PROVIDED RECORDS:
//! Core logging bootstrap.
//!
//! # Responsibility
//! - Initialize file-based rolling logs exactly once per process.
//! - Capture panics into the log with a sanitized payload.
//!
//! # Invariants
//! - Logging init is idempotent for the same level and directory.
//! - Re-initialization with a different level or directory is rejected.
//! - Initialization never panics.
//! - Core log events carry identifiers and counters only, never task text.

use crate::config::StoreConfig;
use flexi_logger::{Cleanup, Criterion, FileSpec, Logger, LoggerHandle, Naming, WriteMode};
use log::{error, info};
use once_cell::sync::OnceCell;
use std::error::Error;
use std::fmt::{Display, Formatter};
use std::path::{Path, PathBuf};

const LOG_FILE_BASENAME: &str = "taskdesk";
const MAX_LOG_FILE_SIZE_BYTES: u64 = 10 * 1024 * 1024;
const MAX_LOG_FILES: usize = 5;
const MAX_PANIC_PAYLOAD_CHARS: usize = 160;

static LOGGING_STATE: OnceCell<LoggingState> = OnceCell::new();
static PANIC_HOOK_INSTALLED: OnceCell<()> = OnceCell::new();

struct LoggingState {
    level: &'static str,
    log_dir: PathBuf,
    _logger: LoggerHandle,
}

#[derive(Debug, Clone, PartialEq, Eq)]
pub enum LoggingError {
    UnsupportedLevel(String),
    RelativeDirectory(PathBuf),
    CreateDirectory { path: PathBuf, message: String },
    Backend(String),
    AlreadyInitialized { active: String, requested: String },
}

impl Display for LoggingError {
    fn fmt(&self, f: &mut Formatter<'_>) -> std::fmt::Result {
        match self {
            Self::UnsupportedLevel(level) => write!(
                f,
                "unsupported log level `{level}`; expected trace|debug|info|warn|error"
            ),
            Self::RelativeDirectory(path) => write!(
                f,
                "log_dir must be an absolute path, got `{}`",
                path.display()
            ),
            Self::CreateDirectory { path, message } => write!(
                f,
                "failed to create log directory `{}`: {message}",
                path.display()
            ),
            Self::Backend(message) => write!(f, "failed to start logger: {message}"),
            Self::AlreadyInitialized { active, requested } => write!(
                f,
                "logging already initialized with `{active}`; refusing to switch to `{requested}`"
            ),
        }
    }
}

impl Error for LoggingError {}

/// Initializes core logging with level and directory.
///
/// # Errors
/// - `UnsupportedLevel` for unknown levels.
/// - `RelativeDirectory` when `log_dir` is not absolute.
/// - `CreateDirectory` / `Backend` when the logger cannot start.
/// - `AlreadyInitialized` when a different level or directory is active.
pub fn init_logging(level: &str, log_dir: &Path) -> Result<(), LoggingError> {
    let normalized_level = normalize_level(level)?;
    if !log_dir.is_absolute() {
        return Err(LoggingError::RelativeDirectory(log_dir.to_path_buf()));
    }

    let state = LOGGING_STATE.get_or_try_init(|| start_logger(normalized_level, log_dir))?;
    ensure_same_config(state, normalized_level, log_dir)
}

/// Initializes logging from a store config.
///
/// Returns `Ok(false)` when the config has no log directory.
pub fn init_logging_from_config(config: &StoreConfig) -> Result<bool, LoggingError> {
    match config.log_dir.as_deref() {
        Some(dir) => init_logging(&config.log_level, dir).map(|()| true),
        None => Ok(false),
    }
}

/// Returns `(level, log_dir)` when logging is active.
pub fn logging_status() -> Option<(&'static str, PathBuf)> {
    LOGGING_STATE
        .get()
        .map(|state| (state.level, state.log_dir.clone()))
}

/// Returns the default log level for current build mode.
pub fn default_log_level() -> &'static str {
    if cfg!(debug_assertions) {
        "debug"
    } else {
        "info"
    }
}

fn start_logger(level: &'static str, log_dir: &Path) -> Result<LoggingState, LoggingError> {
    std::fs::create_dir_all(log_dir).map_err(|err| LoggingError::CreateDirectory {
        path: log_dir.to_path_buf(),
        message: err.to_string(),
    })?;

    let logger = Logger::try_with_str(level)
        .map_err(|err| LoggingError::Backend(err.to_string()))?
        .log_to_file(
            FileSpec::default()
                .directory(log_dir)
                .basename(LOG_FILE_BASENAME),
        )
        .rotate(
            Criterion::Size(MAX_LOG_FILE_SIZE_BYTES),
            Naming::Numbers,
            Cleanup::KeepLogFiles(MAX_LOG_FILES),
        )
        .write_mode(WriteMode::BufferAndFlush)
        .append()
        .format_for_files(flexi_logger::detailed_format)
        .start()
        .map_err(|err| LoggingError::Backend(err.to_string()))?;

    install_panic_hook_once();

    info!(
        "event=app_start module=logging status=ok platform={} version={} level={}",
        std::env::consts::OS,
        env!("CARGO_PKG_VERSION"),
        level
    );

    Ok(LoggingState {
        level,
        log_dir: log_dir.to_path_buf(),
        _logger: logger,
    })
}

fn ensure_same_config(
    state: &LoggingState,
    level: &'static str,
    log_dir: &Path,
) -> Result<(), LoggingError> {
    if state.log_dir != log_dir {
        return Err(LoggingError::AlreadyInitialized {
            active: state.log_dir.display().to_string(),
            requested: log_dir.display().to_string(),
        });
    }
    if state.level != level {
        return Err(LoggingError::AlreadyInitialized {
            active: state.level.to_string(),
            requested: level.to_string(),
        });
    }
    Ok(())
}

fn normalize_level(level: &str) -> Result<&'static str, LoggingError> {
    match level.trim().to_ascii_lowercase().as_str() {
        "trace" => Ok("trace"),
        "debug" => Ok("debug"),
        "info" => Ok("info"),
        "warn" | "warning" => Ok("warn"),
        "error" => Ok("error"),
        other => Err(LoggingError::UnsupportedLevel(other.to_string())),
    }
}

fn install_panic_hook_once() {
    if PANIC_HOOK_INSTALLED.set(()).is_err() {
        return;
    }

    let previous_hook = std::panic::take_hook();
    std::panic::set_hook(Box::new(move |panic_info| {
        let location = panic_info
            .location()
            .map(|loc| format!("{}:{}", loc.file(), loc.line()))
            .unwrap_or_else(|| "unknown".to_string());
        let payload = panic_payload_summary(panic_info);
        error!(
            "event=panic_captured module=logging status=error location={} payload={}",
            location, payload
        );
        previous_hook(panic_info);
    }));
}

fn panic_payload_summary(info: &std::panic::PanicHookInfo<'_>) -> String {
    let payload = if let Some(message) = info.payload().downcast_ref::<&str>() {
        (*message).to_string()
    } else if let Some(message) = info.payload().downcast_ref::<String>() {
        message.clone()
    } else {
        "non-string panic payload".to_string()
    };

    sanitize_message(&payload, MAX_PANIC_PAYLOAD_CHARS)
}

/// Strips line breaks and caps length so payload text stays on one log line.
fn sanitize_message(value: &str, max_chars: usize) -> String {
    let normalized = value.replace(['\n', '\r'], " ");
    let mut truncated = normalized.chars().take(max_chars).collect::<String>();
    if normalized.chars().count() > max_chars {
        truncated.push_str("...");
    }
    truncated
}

PROBLEM REQUIREMENTS: Transcribe all of the data so that each line matches the source exactly.

EXERCISE OUTPUT:
//! Core logging bootstrap.
//!
//! # Responsibility
//! - Initialize file-based rolling logs exactly once per process.
//! - Capture panics into the log with a sanitized payload.
//!
//! # Invariants
//! - Logging init is idempotent for the same level and directory.
//! - Re-initialization with a different level or directory is rejected.
//! - Initialization never panics.
//! - Core log events carry identifiers and counters only, never task text.

use crate::config::StoreConfig;
use flexi_logger::{Cleanup, Criterion, FileSpec, Logger, LoggerHandle, Naming, WriteMode};
use log::{error, info};
use once_cell::sync::OnceCell;
use std::error::Error;
use std::fmt::{Display, Formatter};
use std::path::{Path, PathBuf};

const LOG_FILE_BASENAME: &str = "taskdesk";
const MAX_LOG_FILE_SIZE_BYTES: u64 = 10 * 1024 * 1024;
const MAX_LOG_FILES: usize = 5;
const MAX_PANIC_PAYLOAD_CHARS: usize = 160;

static LOGGING_STATE: OnceCell<LoggingState> = OnceCell::new();
static PANIC_HOOK_INSTALLED: OnceCell<()> = OnceCell::new();

struct LoggingState {
    level: &'static str,
    log_dir: PathBuf,
    _logger: LoggerHandle,
}

#[derive(Debug, Clone, PartialEq, Eq)]
pub enum LoggingError {
    UnsupportedLevel(String),
    RelativeDirectory(PathBuf),
    CreateDirectory { path: PathBuf, message: String },
    Backend(String),
    AlreadyInitialized { active: String, requested: String },
}

impl Display for LoggingError {
    fn fmt(&self, f: &mut Formatter<'_>) -> std::fmt::Result {
        match self {
            Self::UnsupportedLevel(level) => write!(
                f,
                "unsupported log level `{level}`; expected trace|debug|info|warn|error"
            ),
            Self::RelativeDirectory(path) => write!(
                f,
                "log_dir must be an absolute path, got `{}`",
                path.display()
            ),
            Self::CreateDirectory { path, message } => write!(
                f,
                "failed to create log directory `{}`: {message}",
                path.display()
            ),
            Self::Backend(message) => write!(f, "failed to start logger: {message}"),
            Self::AlreadyInitialized { active, requested } => write!(
                f,
                "logging already initialized with `{active}`; refusing to switch to `{requested}`"
            ),
        }
    }
}

impl Error for LoggingError {}

/// Initializes core logging with level and directory.
///
/// # Errors
/// - `UnsupportedLevel` for unknown levels.
/// - `RelativeDirectory` when `log_dir` is not absolute.
/// - `CreateDirectory` / `Backend` when the logger cannot start.
/// - `AlreadyInitialized` when a different level or directory is active.
pub fn init_logging(level: &str, log_dir: &Path) -> Result<(), LoggingError> {
    let normalized_level = normalize_level(level)?;
    if !log_dir.is_absolute() {
        return Err(LoggingError::RelativeDirectory(log_dir.to_path_buf()));
    }

    let state = LOGGING_STATE.get_or_try_init(|| start_logger(normalized_level, log_dir))?;
    ensure_same_config(state, normalized_level, log_dir)
}

/// Initializes logging from a store config.
///
/// Returns `Ok(false)` when the config has no log directory.
pub fn init_logging_from_config(config: &StoreConfig) -> Result<bool, LoggingError> {
    match config.log_dir.as_deref() {
        Some(dir) => init_logging(&config.log_level, dir).map(|()| true),
        None => Ok(false),
    }
}

/// Returns `(level, log_dir)` when logging is active.
pub fn logging_status() -> Option<(&'static str, PathBuf)> {
    LOGGING_STATE
        .get()
        .map(|state| (state.level, state.log_dir.clone()))
}

/// Returns the default log level for current build mode.
pub fn default_log_level() -> &'static str {
    if cfg!(debug_assertions) {
        "debug"
    } else {
        "info"
    }
}

fn start_logger(level: &'static str, log_dir: &Path) -> Result<LoggingState, LoggingError> {
    std::fs::create_dir_all(log_dir).map_err(|err| LoggingError::CreateDirectory {
        path: log_dir.to_path_buf(),
        message: err.to_string(),
    })?;

    let logger = Logger::try_with_str(level)
        .map_err(|err| LoggingError::Backend(err.to_string()))?
        .log_to_file(
            FileSpec::default()
                .directory(log_dir)
                .basename(LOG_FILE_BASENAME),
        )
        .rotate(
            Criterion::Size(MAX_LOG_FILE_SIZE_BYTES),
            Naming::Numbers,
            Cleanup::KeepLogFiles(MAX_LOG_FILES),
        )
        .write_mode(WriteMode::BufferAndFlush)
        .append()
        .format_for_files(flexi_logger::detailed_format)
        .start()
        .map_err(|err| LoggingError::Backend(err.to_string()))?;

    install_panic_hook_once();

    info!(
        "event=app_start module=logging status=ok platform={} version={} level={}",
        std::env::consts::OS,
        env!("CARGO_PKG_VERSION"),
        level
    );

    Ok(LoggingState {
        level,
        log_dir: log_dir.to_path_buf(),
        _logger: logger,
    })
}

fn ensure_same_config(
    state: &LoggingState,
    level: &'static str,
    log_dir: &Path,
) -> Result<(), LoggingError> {
    if state.log_dir != log_dir {
        return Err(LoggingError::AlreadyInitialized {
            active: state.log_dir.display().to_string(),
            requested: log_dir.display().to_string(),
        });
    }
    if state.level != level {
        return Err(LoggingError::AlreadyInitialized {
            active: state.level.to_string(),
            requested: level.to_string(),
        });
    }
    Ok(())
}

fn normalize_level(level: &str) -> Result<&'static str, LoggingError> {
    match level.trim().to_ascii_lowercase().as_str() {
        "trace" => Ok("trace"),
        "debug" => Ok("debug"),
        "info" => Ok("info"),
        "warn" | "warning" => Ok("warn"),
        "error" => Ok("error"),
        other => Err(LoggingError::UnsupportedLevel(other.to_string())),
    }
}

fn install_panic_hook_once() {
    if PANIC_HOOK_INSTALLED.set(()).is_err() {
        return;
    }

    let previous_hook = std::panic::take_hook();
    std::panic::set_hook(Box::new(move |panic_info| {
        let location = panic_info
            .location()
            .map(|loc| format!("{}:{}", loc.file(), loc.line()))
            .unwrap_or_else(|| "unknown".to_string());
        let payload = panic_payload_summary(panic_info);
        error!(
            "event=panic_captured module=logging status=error location={} payload={}",
            location, payload
        );
        previous_hook(panic_info);
    }));
}

fn panic_payload_summary(info: &std::panic::PanicHookInfo<'_>) -> String {
    let payload = if let Some(message) = info.payload().downcast_ref::<&str>() {
        (*message).to_string()
    } else if let Some(message) = info.payload().downcast_ref::<String>() {
        message.clone()
    } else {
        "non-string panic payload".to_string()
    };

    sanitize_message(&payload, MAX_PANIC_PAYLOAD_CHARS)
}

/// Strips line breaks and caps length so payload text stays on one log line.
fn sanitize_message(value: &str, max_chars: usize) -> String {
    let normalized = value.replace(['\n', '\r'], " ");
    let mut truncated = normalized.chars().take(max_chars).collect::<String>();
    if normalized.chars().count() > max_chars {
        truncated.push_str("...");
    }
    truncated
}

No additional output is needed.